- **EXERCISE GOAL**
Gather every line in the records below that contains the word "means".

━━━━━━━━━━━━━━━━━━━━

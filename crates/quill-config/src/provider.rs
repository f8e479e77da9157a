//! Daily-note settings providers.
//!
//! The resolver asks for a settings snapshot on every daily-alias
//! resolution. File-backed providers re-read their file per call, so edits
//! to the settings apply without a restart; nothing is cached beyond the
//! call.

use std::path::PathBuf;

use serde::{Deserialize, Serialize};
use tracing::debug;

use crate::error::{ConfigError, ConfigResult};

/// Daily-note configuration: how filenames are rendered and where they live.
#[derive(Debug, Clone, PartialEq, Eq, Serialize, Deserialize)]
pub struct DailyNoteSettings {
    /// Moment-style date format, e.g. `YYYY-MM-DD`.
    pub date_format: String,
    /// Vault folder holding daily notes, canonical form.
    pub folder: String,
}

impl DailyNoteSettings {
    /// Create settings, normalizing the folder to canonical form.
    #[must_use]
    pub fn new(date_format: impl Into<String>, folder: impl Into<String>) -> Self {
        Self {
            date_format: date_format.into(),
            folder: folder.into().trim_matches('/').to_string(),
        }
    }
}

/// Source of live daily-note settings.
///
/// `snapshot` is called on every resolution and must reflect the current
/// state of the underlying source.
pub trait DailySettingsProvider: Send + Sync {
    /// Whether this provider is currently able to serve settings.
    fn is_enabled(&self) -> bool;

    /// Current settings.
    ///
    /// # Errors
    ///
    /// Returns [`ConfigError::Disabled`] when the provider is disabled, or
    /// a load error when the backing source is unreadable.
    fn snapshot(&self) -> ConfigResult<DailyNoteSettings>;
}

/// Fixed settings, for tests and embedding.
#[derive(Debug, Clone)]
pub struct StaticDailySettings {
    settings: Option<DailyNoteSettings>,
}

impl StaticDailySettings {
    /// Provider that always serves the given settings.
    #[must_use]
    pub fn enabled(settings: DailyNoteSettings) -> Self {
        Self {
            settings: Some(settings),
        }
    }

    /// Provider that is never enabled.
    #[must_use]
    pub fn disabled() -> Self {
        Self { settings: None }
    }
}

impl DailySettingsProvider for StaticDailySettings {
    fn is_enabled(&self) -> bool {
        self.settings.is_some()
    }

    fn snapshot(&self) -> ConfigResult<DailyNoteSettings> {
        self.settings.clone().ok_or(ConfigError::Disabled)
    }
}

/// TOML file on disk holding a `[daily_notes]` table:
///
/// ```toml
/// [daily_notes]
/// date_format = "YYYY-MM-DD"
/// folder = "daily"
/// ```
///
/// The file is re-parsed on every snapshot. A missing file means the
/// provider is disabled, not an error.
#[derive(Debug, Clone)]
pub struct FileDailySettings {
    path: PathBuf,
}

#[derive(Deserialize)]
struct SettingsFile {
    daily_notes: Option<DailyNotesSection>,
}

#[derive(Deserialize)]
struct DailyNotesSection {
    date_format: String,
    folder: String,
}

impl FileDailySettings {
    /// Provider backed by the TOML file at `path`.
    #[must_use]
    pub fn new(path: impl Into<PathBuf>) -> Self {
        Self { path: path.into() }
    }

    fn load(&self) -> ConfigResult<Option<DailyNoteSettings>> {
        let path_text = self.path.display().to_string();
        let raw = match std::fs::read_to_string(&self.path) {
            Ok(raw) => raw,
            Err(e) if e.kind() == std::io::ErrorKind::NotFound => return Ok(None),
            Err(e) => {
                return Err(ConfigError::Io {
                    path: path_text,
                    source: e,
                })
            }
        };
        let parsed: SettingsFile = toml::from_str(&raw).map_err(|e| ConfigError::Parse {
            path: path_text.clone(),
            source: e,
        })?;
        debug!(path = %path_text, "loaded daily note settings");
        Ok(parsed
            .daily_notes
            .map(|s| DailyNoteSettings::new(s.date_format, s.folder)))
    }
}

impl DailySettingsProvider for FileDailySettings {
    fn is_enabled(&self) -> bool {
        matches!(self.load(), Ok(Some(_)))
    }

    fn snapshot(&self) -> ConfigResult<DailyNoteSettings> {
        self.load()?.ok_or(ConfigError::Disabled)
    }
}

/// Ordered list of providers; the first enabled one wins.
///
/// More than one underlying source can supply daily-note settings (e.g. a
/// dedicated daily-notes extension and a periodic-notes extension); the
/// composite hides that from the resolver.
#[derive(Default)]
pub struct CompositeDailySettings {
    providers: Vec<Box<dyn DailySettingsProvider>>,
}

impl CompositeDailySettings {
    /// Create an empty composite (always disabled).
    #[must_use]
    pub fn new() -> Self {
        Self::default()
    }

    /// Append a provider; earlier providers take precedence.
    #[must_use]
    pub fn with(mut self, provider: impl DailySettingsProvider + 'static) -> Self {
        self.providers.push(Box::new(provider));
        self
    }
}

impl DailySettingsProvider for CompositeDailySettings {
    fn is_enabled(&self) -> bool {
        self.providers.iter().any(|p| p.is_enabled())
    }

    fn snapshot(&self) -> ConfigResult<DailyNoteSettings> {
        self.providers
            .iter()
            .find(|p| p.is_enabled())
            .ok_or(ConfigError::Disabled)?
            .snapshot()
    }
}

impl std::fmt::Debug for CompositeDailySettings {
    fn fmt(&self, f: &mut std::fmt::Formatter<'_>) -> std::fmt::Result {
        f.debug_struct("CompositeDailySettings")
            .field("providers", &self.providers.len())
            .finish()
    }
}
//! The URI resolver.
//!
//! Owns the `direct` and `daily` schemes. Extension schemes are returned
//! tagged for the registry entry that claims them; the resolver never
//! guesses on behalf of an extension.

use std::sync::Arc;

use tracing::{debug, info};

use quill_core::ResolvedAddress;
use quill_config::DailySettingsProvider;
use quill_vault::{Vault, VaultError};

use crate::alias::alias_date;
use crate::canonical::canonicalize;
use crate::clock::Clock;
use crate::datefmt;
use crate::error::{ResolveError, ResolveResult};
use crate::{SCHEME_DAILY, SCHEME_DIRECT};

/// Per-call resolution options.
#[derive(Debug, Clone, Copy, Default)]
pub struct ResolveOptions {
    /// Create a missing daily note instead of failing.
    pub create_if_missing: bool,
}

/// Resolves raw address strings into [`ResolvedAddress`] values.
pub struct UriResolver {
    vault: Arc<dyn Vault>,
    settings: Arc<dyn DailySettingsProvider>,
    clock: Arc<dyn Clock>,
}

impl UriResolver {
    /// Create a resolver over the given vault, settings source and clock.
    #[must_use]
    pub fn new(
        vault: Arc<dyn Vault>,
        settings: Arc<dyn DailySettingsProvider>,
        clock: Arc<dyn Clock>,
    ) -> Self {
        Self {
            vault,
            settings,
            clock,
        }
    }

    /// Resolve a raw address.
    ///
    /// Daily-note creation is not exclusivity-guarded: two concurrent
    /// `create_if_missing` resolutions of the same alias may race, the last
    /// create wins, and the first subsequent read observes it. A create
    /// that loses the race to an existing note is treated as success.
    ///
    /// # Errors
    ///
    /// Any [`ResolveError`]; see the variants for the full taxonomy. The
    /// function is total for well-formed addresses — it returns a canonical
    /// path or a typed error, never a partial one.
    pub async fn resolve(&self, raw: &str, opts: ResolveOptions) -> ResolveResult<ResolvedAddress> {
        let addr = canonicalize(raw)?;
        match addr.scheme.as_deref() {
            Some(SCHEME_DAILY) => self.resolve_daily(&addr.path, opts).await,
            Some(SCHEME_DIRECT) | None => {
                // Existence is the handler's concern: not-found means
                // different things for a directory listing and a leaf read.
                let mut resolved = ResolvedAddress::direct(addr.path);
                if addr.directory_hint {
                    resolved = resolved.as_directory();
                }
                Ok(resolved)
            }
            Some(extension) => {
                debug!(scheme = extension, path = %addr.path, "deferring to extension scheme");
                Ok(ResolvedAddress::extension(extension, addr.path))
            }
        }
    }

    async fn resolve_daily(
        &self,
        alias: &str,
        opts: ResolveOptions,
    ) -> ResolveResult<ResolvedAddress> {
        if !self.settings.is_enabled() {
            return Err(ResolveError::DailyProviderUnavailable);
        }
        let settings = self.settings.snapshot()?;

        // An empty remaining path is the "today" alias.
        let alias = if alias.is_empty() { "today" } else { alias };
        let (date, label) = alias_date(alias, self.clock.today(), &settings.date_format)?;

        let filename = format!("{}.md", datefmt::render(date, &settings.date_format));
        let path = if settings.folder.is_empty() {
            filename
        } else {
            format!("{}/{filename}", settings.folder)
        };

        if self.vault.exists(&path).await? {
            return Ok(ResolvedAddress::daily(path, label));
        }

        if !opts.create_if_missing {
            return Err(ResolveError::DailyNoteMissing {
                alias: label,
                path,
            });
        }

        if !settings.folder.is_empty() {
            self.vault.create_dir(&settings.folder).await?;
        }
        match self.vault.create(&path, "").await {
            Ok(()) => info!(path = %path, alias = %label, "created daily note"),
            // Lost a concurrent creation race; the note exists, which is
            // what we wanted.
            Err(VaultError::AlreadyExists { .. }) => {}
            Err(e) => return Err(e.into()),
        }
        Ok(ResolvedAddress::daily(path, label))
    }
}

impl std::fmt::Debug for UriResolver {
    fn fmt(&self, f: &mut std::fmt::Formatter<'_>) -> std::fmt::Result {
        f.debug_struct("UriResolver")
            .field("daily_enabled", &self.settings.is_enabled())
            .finish_non_exhaustive()
    }
}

━━━━━━━━━━━━━━━━━━━━

- **EXERCISE RESPONSE**
/// The file is re-parsed on every snapshot. A missing file means the
                // Existence is the handler's concern: not-found means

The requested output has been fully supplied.